One change from Rik's VM (both of them, the 2.4.9 based AC stuff and
RMAP) and the current stuff in Linus's tree is that order 2 and
smaller are treated all equally.

This got rid of a lot of problems on Sparc64 and with AF_UNIX sockets
for example. Sparc64 has the same issue as the IBM patch is trying
to solve, we need order 1 pages for our page table allocations. And
AF_UNIX was trying to use large linear buffers for better performance
during bulk transfers.

Btw, the AF_UNIX side of this results in all kinds of MYSQL
performance problems, or at least this is how I remember it.
(for more details on this grep for SKB_MAX_ALLOC in current
 2.4.x/2.5.x sources, in particular the references in
 include/linux/skbuff.h and net/unix/af_unix.c)

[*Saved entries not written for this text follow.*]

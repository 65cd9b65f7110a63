use crate::config::{LogFormat, TelemetryConfig};
use std::fmt;
use tracing_subscriber::filter::ParseError;
use tracing_subscriber::EnvFilter;

#[derive(Debug)]
pub enum TelemetryError {
    EnvFilter { value: String, source: ParseError },
    Subscriber(Box<dyn std::error::Error + Send + Sync>),
}

impl fmt::Display for TelemetryError {
    fn fmt(&self, f: &mut fmt::Formatter<'_>) -> fmt::Result {
        match self {
            TelemetryError::EnvFilter { value, .. } => {
                write!(
                    f,
                    "invalid log level/filter '{}': unable to build EnvFilter",
                    value
                )
            }
            TelemetryError::Subscriber(err) => write!(f, "telemetry error: {err}"),
        }
    }
}

impl std::error::Error for TelemetryError {
    fn source(&self) -> Option<&(dyn std::error::Error + 'static)> {
        match self {
            TelemetryError::EnvFilter { source, .. } => Some(source),
            TelemetryError::Subscriber(err) => Some(&**err),
        }
    }
}

fn env_filter(config: &TelemetryConfig) -> Result<EnvFilter, TelemetryError> {
    match EnvFilter::try_from_default_env() {
        Ok(filter) => Ok(filter),
        Err(_) => {
            EnvFilter::try_new(&config.log_level).map_err(|source| TelemetryError::EnvFilter {
                value: config.log_level.clone(),
                source,
            })
        }
    }
}

/// Installs the global subscriber. `RUST_LOG` wins over the configured level.
pub fn init(config: &TelemetryConfig) -> Result<(), TelemetryError> {
    let env_filter = env_filter(config)?;
    let builder = tracing_subscriber::fmt()
        .with_env_filter(env_filter)
        .with_target(false)
        .with_ansi(false);

    match config.format {
        LogFormat::Compact => builder.compact().try_init(),
        LogFormat::Json => builder.json().flatten_event(true).try_init(),
    }
    .map_err(TelemetryError::Subscriber)
}

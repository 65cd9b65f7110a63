use super::config::SegmentationConfig;
use super::PriorityTier;
use crate::scoring::Probability;
use serde::Serialize;

pub const AXIS_MIN: f64 = 0.0;
pub const AXIS_MAX: f64 = 100.0;

/// Gap between the marker line and its annotation, in axis units.
const ANNOTATION_OFFSET: f64 = 2.0;

/// One coloured zone on a 0..100 probability axis.
#[derive(Debug, Clone, PartialEq, Serialize)]
pub struct ChartBand {
    pub tier: PriorityTier,
    pub name: &'static str,
    pub base: f64,
    pub height: f64,
    pub color: &'static str,
}

impl ChartBand {
    pub fn top(&self) -> f64 {
        self.base + self.height
    }
}

#[derive(Debug, Clone, PartialEq, Serialize)]
pub struct MarkerLine {
    pub y: f64,
    pub color: &'static str,
    pub width: u8,
    pub dashed: bool,
}

#[derive(Debug, Clone, PartialEq, Serialize)]
pub struct Annotation {
    pub y: f64,
    pub text: String,
}

/// Stacked priority zones with the customer's position marked on them.
#[derive(Debug, Clone, PartialEq, Serialize)]
pub struct ThresholdChart {
    pub title: &'static str,
    pub y_axis_title: &'static str,
    pub bands: Vec<ChartBand>,
    pub marker: MarkerLine,
    pub annotation: Annotation,
}

/// Coloured step of the gauge dial.
#[derive(Debug, Clone, PartialEq, Serialize)]
pub struct GaugeStep {
    pub from: f64,
    pub to: f64,
    pub color: &'static str,
}

#[derive(Debug, Clone, PartialEq, Serialize)]
pub struct GaugeChart {
    pub title: &'static str,
    pub value: f64,
    pub suffix: &'static str,
    pub bar_color: &'static str,
    pub steps: Vec<GaugeStep>,
}

fn tier_edges(config: &SegmentationConfig) -> [(PriorityTier, f64, f64); 3] {
    let medium = config.medium() * AXIS_MAX;
    let high = config.high() * AXIS_MAX;
    [
        (PriorityTier::Low, AXIS_MIN, medium),
        (PriorityTier::Medium, medium, high),
        (PriorityTier::High, high, AXIS_MAX),
    ]
}

pub fn threshold_chart(config: &SegmentationConfig, probability: Probability) -> ThresholdChart {
    let bands = tier_edges(config)
        .into_iter()
        .map(|(tier, from, to)| ChartBand {
            tier,
            name: tier.zone_name(),
            base: from,
            height: to - from,
            color: tier.zone_color(),
        })
        .collect();

    let y = probability.percent();

    ThresholdChart {
        title: "Customer Position Relative to Business Decision Threshold",
        y_axis_title: "Probability (%)",
        bands,
        marker: MarkerLine {
            y,
            color: "black",
            width: 3,
            dashed: true,
        },
        annotation: Annotation {
            y: (y + ANNOTATION_OFFSET).min(AXIS_MAX),
            text: format!("Customer Probability: {}", probability.percent_label()),
        },
    }
}

pub fn gauge_chart(config: &SegmentationConfig, probability: Probability) -> GaugeChart {
    let steps = tier_edges(config)
        .into_iter()
        .map(|(tier, from, to)| GaugeStep {
            from,
            to,
            color: tier.gauge_color(),
        })
        .collect();

    GaugeChart {
        title: "Conversion Probability",
        value: probability.percent(),
        suffix: "%",
        bar_color: "#1f77b4",
        steps,
    }
}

There was even a linux-kernel thread about all of this back in
the 2.4.{13,14,15} days, perhaps someone can find it on
marc.theaimsgroup.com

I do not think the Linus VM behavior is unreasonable, which basically
amounts to continually trying to free pages for all order 3 and below
allocations (if you can sleep and you aren't PF_MEMALLOC etc.).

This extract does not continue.